Record extracts ->
* * * * *

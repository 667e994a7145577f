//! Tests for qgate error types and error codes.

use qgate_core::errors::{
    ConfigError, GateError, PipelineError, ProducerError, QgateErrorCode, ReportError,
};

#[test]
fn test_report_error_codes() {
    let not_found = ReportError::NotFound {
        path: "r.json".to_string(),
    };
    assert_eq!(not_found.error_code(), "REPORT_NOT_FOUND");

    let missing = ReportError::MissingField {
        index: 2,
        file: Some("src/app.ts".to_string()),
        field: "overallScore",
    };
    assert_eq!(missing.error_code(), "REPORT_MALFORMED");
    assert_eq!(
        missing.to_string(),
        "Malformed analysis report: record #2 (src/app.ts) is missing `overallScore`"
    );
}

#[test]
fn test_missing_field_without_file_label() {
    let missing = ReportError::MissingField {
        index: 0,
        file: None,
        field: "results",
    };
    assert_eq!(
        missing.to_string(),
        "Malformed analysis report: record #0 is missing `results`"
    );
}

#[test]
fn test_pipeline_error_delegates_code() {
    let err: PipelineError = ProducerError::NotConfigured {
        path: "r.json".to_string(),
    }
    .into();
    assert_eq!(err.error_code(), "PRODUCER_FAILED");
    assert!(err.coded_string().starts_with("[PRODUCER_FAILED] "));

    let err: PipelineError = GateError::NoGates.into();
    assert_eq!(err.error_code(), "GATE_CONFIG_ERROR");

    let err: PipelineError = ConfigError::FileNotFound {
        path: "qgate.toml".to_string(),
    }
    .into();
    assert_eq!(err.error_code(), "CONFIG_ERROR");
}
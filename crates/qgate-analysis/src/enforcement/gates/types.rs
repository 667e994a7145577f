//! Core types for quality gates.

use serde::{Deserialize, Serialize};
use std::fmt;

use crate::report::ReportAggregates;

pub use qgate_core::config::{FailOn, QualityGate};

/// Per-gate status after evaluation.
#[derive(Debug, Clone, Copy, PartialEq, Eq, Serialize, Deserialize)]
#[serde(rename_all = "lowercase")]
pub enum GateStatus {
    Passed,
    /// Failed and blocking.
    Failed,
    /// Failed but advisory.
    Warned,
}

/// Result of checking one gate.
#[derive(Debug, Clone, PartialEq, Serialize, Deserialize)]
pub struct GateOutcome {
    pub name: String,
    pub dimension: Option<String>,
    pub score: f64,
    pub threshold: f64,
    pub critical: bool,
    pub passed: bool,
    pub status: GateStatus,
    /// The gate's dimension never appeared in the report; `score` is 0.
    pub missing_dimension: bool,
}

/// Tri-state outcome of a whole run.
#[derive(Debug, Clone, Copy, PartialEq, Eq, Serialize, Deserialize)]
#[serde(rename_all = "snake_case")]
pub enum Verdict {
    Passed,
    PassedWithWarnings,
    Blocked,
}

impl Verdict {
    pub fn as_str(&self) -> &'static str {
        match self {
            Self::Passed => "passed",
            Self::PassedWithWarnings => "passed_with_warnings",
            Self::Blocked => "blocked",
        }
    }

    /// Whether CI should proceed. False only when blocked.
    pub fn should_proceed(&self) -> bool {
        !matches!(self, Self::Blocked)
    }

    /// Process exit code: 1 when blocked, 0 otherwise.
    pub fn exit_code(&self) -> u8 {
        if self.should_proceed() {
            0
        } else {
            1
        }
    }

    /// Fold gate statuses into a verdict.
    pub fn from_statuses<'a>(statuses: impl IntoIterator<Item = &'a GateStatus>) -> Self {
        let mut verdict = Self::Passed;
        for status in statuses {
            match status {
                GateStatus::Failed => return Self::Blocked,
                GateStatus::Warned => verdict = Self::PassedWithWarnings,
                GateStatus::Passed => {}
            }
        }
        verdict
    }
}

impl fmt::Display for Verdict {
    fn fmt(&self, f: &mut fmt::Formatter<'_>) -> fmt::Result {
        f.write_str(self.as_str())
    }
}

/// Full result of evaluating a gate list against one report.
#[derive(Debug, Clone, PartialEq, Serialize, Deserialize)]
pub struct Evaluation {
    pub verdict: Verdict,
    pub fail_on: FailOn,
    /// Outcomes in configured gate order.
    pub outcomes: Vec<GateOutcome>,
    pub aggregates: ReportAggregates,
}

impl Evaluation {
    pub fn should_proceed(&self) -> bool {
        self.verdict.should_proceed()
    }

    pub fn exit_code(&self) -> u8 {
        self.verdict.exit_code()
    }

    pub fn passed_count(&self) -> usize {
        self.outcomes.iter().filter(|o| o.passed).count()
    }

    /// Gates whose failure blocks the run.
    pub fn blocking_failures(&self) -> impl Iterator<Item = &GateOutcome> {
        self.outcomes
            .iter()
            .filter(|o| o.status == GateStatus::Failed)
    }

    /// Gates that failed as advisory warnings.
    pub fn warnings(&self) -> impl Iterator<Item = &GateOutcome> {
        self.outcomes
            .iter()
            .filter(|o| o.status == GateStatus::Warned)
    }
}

* * * * *

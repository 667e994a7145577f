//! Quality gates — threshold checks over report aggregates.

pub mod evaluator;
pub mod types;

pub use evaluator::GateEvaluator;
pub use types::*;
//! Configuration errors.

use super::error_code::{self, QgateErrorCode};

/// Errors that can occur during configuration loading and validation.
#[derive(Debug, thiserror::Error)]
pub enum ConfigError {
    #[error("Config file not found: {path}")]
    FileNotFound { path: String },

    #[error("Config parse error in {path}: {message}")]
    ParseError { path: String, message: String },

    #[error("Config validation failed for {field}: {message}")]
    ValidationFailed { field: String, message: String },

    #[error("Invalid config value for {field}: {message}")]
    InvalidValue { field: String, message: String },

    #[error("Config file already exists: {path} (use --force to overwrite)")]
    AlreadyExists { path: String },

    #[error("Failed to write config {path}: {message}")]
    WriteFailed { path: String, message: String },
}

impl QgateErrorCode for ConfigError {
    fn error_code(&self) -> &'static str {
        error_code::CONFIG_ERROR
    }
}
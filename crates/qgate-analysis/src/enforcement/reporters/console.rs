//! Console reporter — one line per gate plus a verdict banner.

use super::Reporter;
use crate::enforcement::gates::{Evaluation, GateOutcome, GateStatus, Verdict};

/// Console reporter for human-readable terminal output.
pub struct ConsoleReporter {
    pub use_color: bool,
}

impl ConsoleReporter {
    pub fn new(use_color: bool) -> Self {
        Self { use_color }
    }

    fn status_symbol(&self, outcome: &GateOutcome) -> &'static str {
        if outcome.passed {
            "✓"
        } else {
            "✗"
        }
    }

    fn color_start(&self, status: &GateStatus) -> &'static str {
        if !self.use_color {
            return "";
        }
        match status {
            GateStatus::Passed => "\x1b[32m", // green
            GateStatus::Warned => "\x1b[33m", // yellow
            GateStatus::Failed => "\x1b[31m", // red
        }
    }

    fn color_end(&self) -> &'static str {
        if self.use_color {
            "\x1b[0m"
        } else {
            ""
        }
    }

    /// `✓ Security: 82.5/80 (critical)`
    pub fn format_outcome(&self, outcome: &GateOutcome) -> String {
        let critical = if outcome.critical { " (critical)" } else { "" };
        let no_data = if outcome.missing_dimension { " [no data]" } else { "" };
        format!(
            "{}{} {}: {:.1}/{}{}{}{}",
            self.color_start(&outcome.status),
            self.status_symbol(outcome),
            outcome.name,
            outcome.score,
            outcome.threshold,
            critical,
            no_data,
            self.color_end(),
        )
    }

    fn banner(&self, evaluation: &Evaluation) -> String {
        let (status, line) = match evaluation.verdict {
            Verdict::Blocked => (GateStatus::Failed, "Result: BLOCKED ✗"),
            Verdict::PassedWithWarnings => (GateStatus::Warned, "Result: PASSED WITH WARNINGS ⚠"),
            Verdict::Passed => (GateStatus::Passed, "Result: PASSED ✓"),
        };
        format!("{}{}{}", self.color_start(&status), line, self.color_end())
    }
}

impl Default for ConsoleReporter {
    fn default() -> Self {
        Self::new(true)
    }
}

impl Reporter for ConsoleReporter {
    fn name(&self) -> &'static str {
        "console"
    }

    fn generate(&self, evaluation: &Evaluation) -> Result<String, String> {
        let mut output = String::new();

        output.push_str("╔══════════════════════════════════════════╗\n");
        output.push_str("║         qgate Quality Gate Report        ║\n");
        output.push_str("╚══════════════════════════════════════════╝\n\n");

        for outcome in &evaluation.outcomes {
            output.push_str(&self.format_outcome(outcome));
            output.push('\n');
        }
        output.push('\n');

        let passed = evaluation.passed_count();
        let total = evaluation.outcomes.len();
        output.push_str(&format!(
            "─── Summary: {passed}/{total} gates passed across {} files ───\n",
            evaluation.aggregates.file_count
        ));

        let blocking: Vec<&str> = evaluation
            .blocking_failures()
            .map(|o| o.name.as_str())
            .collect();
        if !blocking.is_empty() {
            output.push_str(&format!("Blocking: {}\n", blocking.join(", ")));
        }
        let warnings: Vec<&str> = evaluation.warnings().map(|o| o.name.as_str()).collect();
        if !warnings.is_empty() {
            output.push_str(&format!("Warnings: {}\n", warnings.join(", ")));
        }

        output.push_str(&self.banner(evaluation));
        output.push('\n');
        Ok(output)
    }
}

* * * * *

In the records above, find each line that mentions the word "banner", and copy it.

//! Console reporter — one line per gate plus a verdict banner.
    fn banner(&self, evaluation: &Evaluation) -> String {
        output.push_str(&self.banner(evaluation));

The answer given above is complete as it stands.